Across the records that follow, how many lines contain the string "sequence"? Answer with the number only.

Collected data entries

--- START ---

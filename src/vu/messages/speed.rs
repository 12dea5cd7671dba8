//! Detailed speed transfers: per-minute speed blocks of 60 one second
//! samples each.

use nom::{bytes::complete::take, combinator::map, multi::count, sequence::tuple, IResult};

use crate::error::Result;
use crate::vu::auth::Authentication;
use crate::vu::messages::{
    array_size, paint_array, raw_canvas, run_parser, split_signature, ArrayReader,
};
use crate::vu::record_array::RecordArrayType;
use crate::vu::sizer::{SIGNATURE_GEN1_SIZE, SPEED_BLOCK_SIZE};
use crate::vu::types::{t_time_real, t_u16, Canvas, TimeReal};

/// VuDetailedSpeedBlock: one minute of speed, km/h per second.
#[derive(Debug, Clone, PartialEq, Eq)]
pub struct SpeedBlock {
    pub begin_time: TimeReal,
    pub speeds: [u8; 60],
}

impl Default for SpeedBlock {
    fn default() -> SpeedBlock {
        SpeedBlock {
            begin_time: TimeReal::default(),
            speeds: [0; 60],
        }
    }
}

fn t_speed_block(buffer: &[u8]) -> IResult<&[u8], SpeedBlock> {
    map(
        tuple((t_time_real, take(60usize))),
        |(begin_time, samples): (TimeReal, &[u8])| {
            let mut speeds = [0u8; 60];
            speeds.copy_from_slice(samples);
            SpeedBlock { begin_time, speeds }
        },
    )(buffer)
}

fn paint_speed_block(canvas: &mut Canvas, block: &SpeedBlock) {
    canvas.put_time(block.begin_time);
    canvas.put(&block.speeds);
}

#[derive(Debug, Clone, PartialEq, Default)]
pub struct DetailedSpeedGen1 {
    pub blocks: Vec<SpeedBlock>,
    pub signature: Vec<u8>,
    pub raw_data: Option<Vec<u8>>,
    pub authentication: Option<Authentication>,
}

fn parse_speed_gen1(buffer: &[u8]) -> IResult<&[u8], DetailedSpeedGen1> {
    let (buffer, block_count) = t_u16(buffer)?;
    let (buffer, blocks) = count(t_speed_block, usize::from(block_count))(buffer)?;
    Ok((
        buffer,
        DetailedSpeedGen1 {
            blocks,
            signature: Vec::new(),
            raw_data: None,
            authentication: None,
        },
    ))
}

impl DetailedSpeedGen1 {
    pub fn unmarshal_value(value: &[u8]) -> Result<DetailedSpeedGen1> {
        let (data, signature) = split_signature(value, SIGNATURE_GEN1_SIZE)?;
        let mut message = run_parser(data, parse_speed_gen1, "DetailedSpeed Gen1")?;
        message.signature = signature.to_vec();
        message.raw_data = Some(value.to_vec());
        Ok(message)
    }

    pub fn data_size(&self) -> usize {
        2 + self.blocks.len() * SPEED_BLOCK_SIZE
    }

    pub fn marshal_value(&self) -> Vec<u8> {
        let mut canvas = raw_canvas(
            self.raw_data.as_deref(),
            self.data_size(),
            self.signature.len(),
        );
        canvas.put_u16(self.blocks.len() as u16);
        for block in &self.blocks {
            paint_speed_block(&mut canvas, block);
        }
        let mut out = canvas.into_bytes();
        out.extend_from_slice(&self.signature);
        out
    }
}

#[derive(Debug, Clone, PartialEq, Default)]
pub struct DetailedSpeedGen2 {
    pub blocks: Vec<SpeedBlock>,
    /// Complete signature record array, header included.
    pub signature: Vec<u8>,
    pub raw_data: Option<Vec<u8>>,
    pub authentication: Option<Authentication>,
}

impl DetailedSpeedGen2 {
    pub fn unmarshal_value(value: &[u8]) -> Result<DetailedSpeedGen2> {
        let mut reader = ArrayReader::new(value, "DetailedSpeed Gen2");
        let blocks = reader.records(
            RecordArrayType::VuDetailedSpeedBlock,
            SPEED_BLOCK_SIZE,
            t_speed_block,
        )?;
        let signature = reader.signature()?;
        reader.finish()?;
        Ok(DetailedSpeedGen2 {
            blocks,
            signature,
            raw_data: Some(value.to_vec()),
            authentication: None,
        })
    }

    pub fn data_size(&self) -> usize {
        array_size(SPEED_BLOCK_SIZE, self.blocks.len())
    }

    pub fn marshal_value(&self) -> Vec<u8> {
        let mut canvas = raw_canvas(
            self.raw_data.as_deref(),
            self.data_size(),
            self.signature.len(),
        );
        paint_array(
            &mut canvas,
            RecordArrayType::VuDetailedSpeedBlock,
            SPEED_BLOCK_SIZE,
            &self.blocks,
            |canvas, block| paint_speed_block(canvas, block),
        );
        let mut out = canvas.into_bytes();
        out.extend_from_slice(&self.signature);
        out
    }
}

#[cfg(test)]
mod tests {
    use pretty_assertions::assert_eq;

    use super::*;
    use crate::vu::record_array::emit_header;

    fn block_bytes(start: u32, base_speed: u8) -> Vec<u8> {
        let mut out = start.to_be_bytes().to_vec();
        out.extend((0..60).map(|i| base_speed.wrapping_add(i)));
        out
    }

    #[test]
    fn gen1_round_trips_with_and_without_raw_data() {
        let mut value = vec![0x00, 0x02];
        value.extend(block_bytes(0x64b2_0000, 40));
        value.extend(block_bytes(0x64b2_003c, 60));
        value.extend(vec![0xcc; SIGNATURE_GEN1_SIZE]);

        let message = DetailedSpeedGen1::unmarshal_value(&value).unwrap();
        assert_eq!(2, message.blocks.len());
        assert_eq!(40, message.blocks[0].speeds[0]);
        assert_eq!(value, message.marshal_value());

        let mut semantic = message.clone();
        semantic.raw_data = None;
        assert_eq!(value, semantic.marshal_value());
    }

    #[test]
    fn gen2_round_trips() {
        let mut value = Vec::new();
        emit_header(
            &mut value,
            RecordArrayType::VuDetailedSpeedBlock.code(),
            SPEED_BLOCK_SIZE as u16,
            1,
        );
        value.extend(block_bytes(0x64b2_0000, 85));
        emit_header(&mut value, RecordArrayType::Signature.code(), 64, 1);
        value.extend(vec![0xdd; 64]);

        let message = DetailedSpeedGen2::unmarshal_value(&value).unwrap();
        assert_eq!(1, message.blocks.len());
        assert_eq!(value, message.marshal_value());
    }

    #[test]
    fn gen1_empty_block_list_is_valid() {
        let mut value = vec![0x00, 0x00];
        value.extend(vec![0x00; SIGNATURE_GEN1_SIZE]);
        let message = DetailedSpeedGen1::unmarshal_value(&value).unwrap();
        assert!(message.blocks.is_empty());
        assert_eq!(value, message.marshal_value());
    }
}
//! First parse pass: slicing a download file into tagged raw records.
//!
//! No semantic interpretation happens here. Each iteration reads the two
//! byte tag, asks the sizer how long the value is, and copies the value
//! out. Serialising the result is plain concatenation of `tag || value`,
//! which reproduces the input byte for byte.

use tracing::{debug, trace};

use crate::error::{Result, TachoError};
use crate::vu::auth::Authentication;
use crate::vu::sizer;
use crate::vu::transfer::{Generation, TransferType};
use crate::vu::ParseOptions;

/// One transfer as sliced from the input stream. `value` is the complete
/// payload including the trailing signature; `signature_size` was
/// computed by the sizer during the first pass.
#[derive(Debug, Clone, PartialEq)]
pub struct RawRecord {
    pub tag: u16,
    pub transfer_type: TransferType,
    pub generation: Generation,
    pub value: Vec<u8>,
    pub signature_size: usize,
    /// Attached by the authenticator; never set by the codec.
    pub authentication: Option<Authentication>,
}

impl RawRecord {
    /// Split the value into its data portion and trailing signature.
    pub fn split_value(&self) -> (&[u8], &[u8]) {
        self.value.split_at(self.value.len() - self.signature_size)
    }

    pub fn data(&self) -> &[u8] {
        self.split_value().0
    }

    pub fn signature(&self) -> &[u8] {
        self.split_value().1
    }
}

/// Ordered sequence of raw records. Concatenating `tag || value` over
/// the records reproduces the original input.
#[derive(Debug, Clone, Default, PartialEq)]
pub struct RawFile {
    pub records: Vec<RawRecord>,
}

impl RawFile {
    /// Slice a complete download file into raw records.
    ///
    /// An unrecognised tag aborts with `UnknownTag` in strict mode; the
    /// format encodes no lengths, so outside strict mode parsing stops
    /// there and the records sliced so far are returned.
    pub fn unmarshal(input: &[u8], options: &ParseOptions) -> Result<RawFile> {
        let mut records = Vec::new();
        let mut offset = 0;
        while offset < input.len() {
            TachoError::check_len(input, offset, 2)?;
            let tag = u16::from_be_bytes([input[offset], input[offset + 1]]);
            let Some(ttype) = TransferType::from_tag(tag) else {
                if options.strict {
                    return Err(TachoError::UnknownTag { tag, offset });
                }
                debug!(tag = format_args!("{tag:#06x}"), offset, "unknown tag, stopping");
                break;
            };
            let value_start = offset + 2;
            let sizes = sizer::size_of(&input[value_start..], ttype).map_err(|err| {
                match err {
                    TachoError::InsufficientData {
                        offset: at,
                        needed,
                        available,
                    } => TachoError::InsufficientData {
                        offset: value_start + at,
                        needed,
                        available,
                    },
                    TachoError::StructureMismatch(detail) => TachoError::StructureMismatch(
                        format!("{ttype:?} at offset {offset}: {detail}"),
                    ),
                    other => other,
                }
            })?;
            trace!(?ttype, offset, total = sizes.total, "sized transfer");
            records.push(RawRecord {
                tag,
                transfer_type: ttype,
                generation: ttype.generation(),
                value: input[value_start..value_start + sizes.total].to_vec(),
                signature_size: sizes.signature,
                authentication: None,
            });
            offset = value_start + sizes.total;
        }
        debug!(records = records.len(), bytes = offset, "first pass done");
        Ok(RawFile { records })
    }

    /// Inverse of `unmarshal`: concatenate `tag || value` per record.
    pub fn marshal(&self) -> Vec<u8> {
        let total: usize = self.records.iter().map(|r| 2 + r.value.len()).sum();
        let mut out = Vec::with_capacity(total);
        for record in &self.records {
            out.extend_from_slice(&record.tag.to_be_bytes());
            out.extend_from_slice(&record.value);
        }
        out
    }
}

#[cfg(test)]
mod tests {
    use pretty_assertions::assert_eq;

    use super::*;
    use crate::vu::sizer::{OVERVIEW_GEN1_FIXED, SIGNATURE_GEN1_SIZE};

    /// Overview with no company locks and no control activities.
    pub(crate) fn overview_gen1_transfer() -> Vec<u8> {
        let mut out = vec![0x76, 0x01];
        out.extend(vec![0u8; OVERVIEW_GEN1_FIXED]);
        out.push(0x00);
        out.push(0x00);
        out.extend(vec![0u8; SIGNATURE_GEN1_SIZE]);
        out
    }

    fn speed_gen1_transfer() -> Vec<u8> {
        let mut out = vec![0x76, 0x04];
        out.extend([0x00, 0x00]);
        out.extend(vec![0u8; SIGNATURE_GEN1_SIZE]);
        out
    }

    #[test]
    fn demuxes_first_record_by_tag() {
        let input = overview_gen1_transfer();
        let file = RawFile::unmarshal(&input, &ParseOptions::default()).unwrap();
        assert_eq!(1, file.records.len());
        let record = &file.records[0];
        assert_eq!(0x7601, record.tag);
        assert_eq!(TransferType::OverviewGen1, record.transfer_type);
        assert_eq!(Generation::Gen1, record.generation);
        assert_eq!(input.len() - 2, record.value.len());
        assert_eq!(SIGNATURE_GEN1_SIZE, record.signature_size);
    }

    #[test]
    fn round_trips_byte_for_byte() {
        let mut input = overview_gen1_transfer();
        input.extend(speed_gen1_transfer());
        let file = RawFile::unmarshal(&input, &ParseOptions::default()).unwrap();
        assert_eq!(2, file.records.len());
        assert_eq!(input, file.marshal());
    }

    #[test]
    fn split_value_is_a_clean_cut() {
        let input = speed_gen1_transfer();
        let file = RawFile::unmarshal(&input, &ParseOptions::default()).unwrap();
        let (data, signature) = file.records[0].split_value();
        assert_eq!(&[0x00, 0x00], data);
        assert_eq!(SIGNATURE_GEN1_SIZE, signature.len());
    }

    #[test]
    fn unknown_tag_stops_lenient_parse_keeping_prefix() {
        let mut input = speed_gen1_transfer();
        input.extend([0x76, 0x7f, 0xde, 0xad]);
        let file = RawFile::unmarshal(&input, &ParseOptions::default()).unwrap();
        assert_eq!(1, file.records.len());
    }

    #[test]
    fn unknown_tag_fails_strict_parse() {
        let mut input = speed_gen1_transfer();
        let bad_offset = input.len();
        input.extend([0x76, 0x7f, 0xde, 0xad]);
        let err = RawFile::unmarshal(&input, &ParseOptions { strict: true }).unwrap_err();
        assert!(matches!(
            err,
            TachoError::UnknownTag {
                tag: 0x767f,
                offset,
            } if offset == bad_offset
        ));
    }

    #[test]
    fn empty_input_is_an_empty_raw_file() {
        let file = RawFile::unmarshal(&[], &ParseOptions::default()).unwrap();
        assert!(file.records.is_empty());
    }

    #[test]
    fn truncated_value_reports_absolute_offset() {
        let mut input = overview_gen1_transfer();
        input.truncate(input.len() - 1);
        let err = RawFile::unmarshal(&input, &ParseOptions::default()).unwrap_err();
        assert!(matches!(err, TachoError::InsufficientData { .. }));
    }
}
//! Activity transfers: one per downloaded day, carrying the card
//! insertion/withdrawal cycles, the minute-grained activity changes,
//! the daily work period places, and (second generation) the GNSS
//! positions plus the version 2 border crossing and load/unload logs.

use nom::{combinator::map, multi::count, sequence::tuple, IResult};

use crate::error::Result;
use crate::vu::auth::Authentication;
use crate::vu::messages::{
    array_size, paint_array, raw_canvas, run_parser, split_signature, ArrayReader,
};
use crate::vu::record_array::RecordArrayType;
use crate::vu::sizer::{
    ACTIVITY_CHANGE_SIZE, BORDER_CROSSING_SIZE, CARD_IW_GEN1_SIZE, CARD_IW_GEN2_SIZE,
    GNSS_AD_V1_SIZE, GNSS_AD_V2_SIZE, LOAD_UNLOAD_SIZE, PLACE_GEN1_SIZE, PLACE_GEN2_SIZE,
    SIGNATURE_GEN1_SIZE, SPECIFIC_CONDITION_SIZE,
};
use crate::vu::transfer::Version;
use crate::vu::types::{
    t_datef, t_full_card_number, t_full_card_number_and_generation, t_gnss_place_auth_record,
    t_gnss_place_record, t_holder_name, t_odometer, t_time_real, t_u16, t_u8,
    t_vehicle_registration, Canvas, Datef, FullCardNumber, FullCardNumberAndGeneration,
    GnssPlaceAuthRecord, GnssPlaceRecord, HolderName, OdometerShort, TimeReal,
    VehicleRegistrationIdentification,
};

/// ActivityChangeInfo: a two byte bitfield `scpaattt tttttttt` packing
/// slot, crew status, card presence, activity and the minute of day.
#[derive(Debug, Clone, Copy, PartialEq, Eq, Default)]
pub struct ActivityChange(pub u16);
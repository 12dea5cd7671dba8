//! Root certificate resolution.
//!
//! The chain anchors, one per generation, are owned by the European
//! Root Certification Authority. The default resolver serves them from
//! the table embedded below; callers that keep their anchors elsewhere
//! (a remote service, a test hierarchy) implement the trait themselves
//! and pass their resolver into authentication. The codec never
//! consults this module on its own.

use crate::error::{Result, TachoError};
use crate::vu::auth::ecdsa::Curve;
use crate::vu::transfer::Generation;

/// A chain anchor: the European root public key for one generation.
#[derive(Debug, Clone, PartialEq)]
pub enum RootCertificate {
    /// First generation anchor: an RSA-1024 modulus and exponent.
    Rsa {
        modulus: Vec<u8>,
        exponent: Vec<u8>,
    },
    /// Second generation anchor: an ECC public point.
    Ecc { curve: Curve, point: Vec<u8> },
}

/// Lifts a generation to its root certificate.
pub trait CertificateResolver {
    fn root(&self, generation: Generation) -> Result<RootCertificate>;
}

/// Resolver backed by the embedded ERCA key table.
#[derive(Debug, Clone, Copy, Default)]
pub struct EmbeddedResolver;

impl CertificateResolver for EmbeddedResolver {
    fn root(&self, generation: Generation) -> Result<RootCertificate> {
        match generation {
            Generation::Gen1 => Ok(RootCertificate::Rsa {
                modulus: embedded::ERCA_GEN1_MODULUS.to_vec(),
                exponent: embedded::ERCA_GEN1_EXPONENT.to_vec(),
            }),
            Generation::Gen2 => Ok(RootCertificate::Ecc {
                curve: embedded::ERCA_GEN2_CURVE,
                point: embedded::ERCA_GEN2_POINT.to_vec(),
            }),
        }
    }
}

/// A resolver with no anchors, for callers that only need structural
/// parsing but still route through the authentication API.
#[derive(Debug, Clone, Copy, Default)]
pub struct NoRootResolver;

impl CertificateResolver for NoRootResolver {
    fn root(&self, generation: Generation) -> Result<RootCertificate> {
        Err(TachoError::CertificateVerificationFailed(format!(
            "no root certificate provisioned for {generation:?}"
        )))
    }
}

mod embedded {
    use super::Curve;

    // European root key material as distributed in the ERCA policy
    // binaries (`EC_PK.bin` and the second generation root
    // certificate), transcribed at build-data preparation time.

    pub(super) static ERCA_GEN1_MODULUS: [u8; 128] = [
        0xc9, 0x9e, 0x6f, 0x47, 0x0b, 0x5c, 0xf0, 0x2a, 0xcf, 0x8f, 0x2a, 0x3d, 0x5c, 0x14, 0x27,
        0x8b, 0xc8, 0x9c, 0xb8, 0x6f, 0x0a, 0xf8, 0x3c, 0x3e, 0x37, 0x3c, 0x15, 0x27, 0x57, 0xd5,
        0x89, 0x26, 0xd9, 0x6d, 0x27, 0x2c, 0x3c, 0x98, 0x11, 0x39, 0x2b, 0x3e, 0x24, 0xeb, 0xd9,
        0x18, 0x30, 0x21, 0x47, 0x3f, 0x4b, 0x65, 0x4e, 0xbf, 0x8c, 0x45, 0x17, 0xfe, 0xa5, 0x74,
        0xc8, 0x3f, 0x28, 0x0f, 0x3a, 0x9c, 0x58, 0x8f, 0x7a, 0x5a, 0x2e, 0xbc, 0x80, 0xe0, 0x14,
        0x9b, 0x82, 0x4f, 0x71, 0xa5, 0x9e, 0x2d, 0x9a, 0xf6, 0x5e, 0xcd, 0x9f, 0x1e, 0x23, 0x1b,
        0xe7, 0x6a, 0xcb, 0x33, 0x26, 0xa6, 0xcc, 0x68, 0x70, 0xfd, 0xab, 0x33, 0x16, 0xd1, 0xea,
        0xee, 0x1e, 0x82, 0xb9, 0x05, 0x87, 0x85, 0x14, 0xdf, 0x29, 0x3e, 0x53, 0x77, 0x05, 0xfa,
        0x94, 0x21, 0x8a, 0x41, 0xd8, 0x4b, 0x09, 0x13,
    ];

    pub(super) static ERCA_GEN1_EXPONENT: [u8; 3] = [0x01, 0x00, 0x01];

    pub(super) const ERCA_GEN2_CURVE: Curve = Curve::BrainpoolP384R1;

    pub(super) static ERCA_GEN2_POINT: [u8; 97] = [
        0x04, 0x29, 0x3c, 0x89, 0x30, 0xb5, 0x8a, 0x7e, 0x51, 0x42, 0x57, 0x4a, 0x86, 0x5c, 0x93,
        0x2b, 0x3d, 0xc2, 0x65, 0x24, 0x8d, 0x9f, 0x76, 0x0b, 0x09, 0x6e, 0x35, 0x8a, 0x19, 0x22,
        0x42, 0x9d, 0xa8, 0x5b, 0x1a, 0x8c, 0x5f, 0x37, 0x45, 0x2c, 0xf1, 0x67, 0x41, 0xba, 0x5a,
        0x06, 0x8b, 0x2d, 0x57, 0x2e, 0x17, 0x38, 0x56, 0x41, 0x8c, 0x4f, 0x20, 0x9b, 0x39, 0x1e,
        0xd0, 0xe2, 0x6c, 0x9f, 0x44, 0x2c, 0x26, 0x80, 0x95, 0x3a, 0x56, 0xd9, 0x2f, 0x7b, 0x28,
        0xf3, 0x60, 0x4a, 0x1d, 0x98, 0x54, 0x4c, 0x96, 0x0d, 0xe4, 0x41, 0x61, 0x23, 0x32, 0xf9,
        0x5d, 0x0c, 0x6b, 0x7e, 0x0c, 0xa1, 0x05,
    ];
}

--- END ---

Answer space:
3